El Real Valladolid se topó con la ingrata decepción propia del luchador frustrado. Aunque ganó algo que lo reforzará
Fíjense lo caprichoso del fútbol que, en una semana, el Real Valladolid ganó entre pinchazos de mal juego y empató en uno de sus mejores partidos de la temporada, escenario de un bombardeo ofensivo con sonidos de poste, de casi y de amenazas difuminadas, de lamento y frustración. De estar tan cerca de jugar como quiere y tan lejos de conseguir lo que anhela. Capricho.
Pero no sólo de paradojas está edificado el fútbol, aunque la tendencia gire en torno a un simplismo vestido de la peligrosa suerte. El fútbol se vertebra en estrategias militarmente deportivas que conforman la piel encargada de revestir el análisis. Esa piel, a veces impermeable, dificulta la crítica y la encaja en bloques argumentales tan rígidos que no dan lugar al matiz.
El Valladolid, a pesar de haber perdido dos puntos esenciales para aterrizar en Canarias en condiciones numéricas ventajosas y asaltar la segunda plaza, ha calmado en cierta medida a la zozobra de no haber encontrado, ya en la recta final, una estructura de juego clara. Trabajó no sólo con intensidad y voluntad, no sólo con fe y continuidad, sino también con un plan diáfano de control, posicionamiento alto en el campo y amplitud.
El Sabadell de Mandiá inició –y prosiguió- con una formación 1-4-1-4-1 en la que Yeray ejercía constantes vigilancias sobre Óscar González, Eguarás e Hidalgo buscaban el robo y Collantes, el protagonismo en la conducción. El Real Valladolid, asentado en un doble pivote André Leão-Rubio, se aferró al camino del dominio territorial para sumar ventajas tanto interiores como, sobre todo, exteriores.
Uno de los principales motivos por los que el Pucela podía, al fin, desarrollar su juego posicional se basaba en la frágil insistencia del Sabadell en el pressing sobre la salida local. Fue acaso reservado y se aculó demasiado, desde el principio. Y que esprintara Collantes para desestabilizar. El triángulo Hidalgo-Eguaras-Yeray tampoco se impuso a Rubio, al que apoyaba Hernán Pérez en la aceleración de los ataques, mediante movimientos interiores.
Se desencadenaron las ocasiones, se desencadenó Hernán.

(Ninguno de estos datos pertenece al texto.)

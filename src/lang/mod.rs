//! # Runtime values
//!
//! Values held by program variables and produced by `PRINT`, together with
//! the numeric rules used by the arithmetic and jump instructions.

pub mod value;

El paraguayo exhibió tal dinamismo que fue líder en su banda, también por el carril central en determinadas ocasiones y en la firma de las oportunidades más cercanas al gol. Agarraba la pelota, se acomodaba el cuerpo para establecer entre él y los defensores un imaginario círculo de protección que lo acompañó durante todo el partido y rellenó los espacios de influencia que no aprovechaba Óscar González. Fino en el regate, vigoroso en la conducción, provocó que el flujo ofensivo más abundante brotara del costado derecho. En el contrario, Mojica se encontró, como es habitual, con más dificultades para desbordar a una defensa estática a la que el Valladolid no dejó de probar en todo el primer acto.
Erguido con diez
Arraigado en el convencimiento de que la línea en la que discurría era la adecuada para ganar, crecer y convencer-se, tras el descanso siguió igual. Observó facilidades para ser profundo ante un repliegue intensivo al que no se le advertían más puñales que Collantes. Álvaro Rubio recibía pases de cara a la portería, desplegaba su visión panorámica –cumplió un rol más móvil que el de André Leão- y encontraba espacios en las bandas para que Hernán y Mojica pudieran incidir y Roger culminar.

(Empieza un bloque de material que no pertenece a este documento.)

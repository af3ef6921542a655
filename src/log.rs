//! Colored, timestamped log lines on stderr.

use std::fmt::Display;
use std::io::Write;
use std::sync::atomic::{AtomicBool, AtomicU8, Ordering};
use termcolor::{Color, ColorChoice, ColorSpec, StandardStream, WriteColor};

#[repr(u8)]
#[derive(Debug, Clone, Copy, PartialEq, Eq, PartialOrd, Ord)]
pub enum Level {
    Info = 1,
    Warn = 2,
    Error = 3,
}

impl Display for Level {
    fn fmt(&self, f: &mut std::fmt::Formatter<'_>) -> std::fmt::Result {
        f.pad(match self {
            Level::Info => "INFO",
            Level::Warn => "WARN",
            Level::Error => "ERROR",
        })
    }
}

pub static USE_COLOR: AtomicBool = AtomicBool::new(true);
static MIN_LEVEL: AtomicU8 = AtomicU8::new(Level::Info as u8);

/// Drops messages below `level`.
pub fn set_min_level(level: Level) {
    MIN_LEVEL.store(level as u8, Ordering::Relaxed);
}

pub fn enabled(level: Level) -> bool {
    level as u8 >= MIN_LEVEL.load(Ordering::Relaxed)
}

/// `HH:MM:SS.mmm` (UTC) of the given duration since the Unix epoch.
fn clock(since_epoch: std::time::Duration) -> String {
    let secs = since_epoch.as_secs();
    format!(
        "{:02}:{:02}:{:02}.{:03}",
        (secs / 3600) % 24,
        (secs / 60) % 60,
        secs % 60,
        since_epoch.subsec_millis()
    )
}

/// Use the `info!`, `warn!` and `error!` macros instead.
#[doc(hidden)]
pub fn log(level: Level, message: &str) {
    if !enabled(level) {
        return;
    }

    let now = std::time::SystemTime::now()
        .duration_since(std::time::UNIX_EPOCH)
        .unwrap_or_default();

    let choice = if USE_COLOR.load(Ordering::Relaxed) {
        ColorChoice::Auto
    } else {
        ColorChoice::Never
    };
    let mut stderr = StandardStream::stderr(choice);
    let mut spec = ColorSpec::new();
    match level {
        Level::Warn => {
            spec.set_fg(Some(Color::Yellow)).set_bold(true);
        }
        Level::Error => {
            spec.set_fg(Some(Color::Red)).set_bold(true);
        }
        Level::Info => {
            spec.clear();
        }
    }
    let _ = stderr.set_color(&spec);
    let _ = writeln!(stderr, "{} [{:5}] {}", clock(now), level, message);
    let _ = stderr.reset();
}

#[macro_export]
macro_rules! info {
    ($($arg:tt)*) => {{
        if cfg!(not(test)) {
            $crate::log::log($crate::log::Level::Info, &format!($($arg)*));
        }
    }};
}

#[macro_export]
macro_rules! warn {
    ($($arg:tt)*) => {{
        if cfg!(not(test)) {
            $crate::log::log($crate::log::Level::Warn, &format!($($arg)*));
        }
    }};
}

#[macro_export]
macro_rules! error {
    ($($arg:tt)*) => {{
        if cfg!(not(test)) {
            $crate::log::log($crate::log::Level::Error, &format!($($arg)*));
        }
    }};
}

De repente, en un acto controvertido y necio –en el 63’-, Leão cometió una falta por detrás que le costó la tarjeta roja y obligó a redistribuir las posiciones en el campo para sostener la dinámica viva y alegre –que no eficaz- del Valladolid. Al contrario que en anteriores situaciones de inferioridad numérica, a los blanquivioletas la contrariedad les sirvió de estímulo para progresar.
Hasta el 70’, Rubio ejerció como único mediocentro pero, ante la progresiva disminución de presencia en franja ancha, el técnico de Vilassar restituyó el doble pivote con la entrada de Timor por Samuel –cambio simultáneo al de Túlio por Roger-. Así, pasó a un sistema de tres centrales, con Mojica como carrilero zurdo largo, y equilibró la desventaja sustantiva. El Pucela continuaba rompiendo por las alas, al son de un crecimiento en el partido de Mojica –más como carrilero que como extremo- y apenas disminuyó el ritmo hasta el último aliento.
La tensión por lo que se esfumaba se reflejaba en los rostros frustrados de los jugadores vallisoletanos, pero no llegó a viciar el ambiente del Nuevo José Zorrilla, complacido por haber visto a un equipo tan cerca de su esencia, aun tan lejos del anhelo.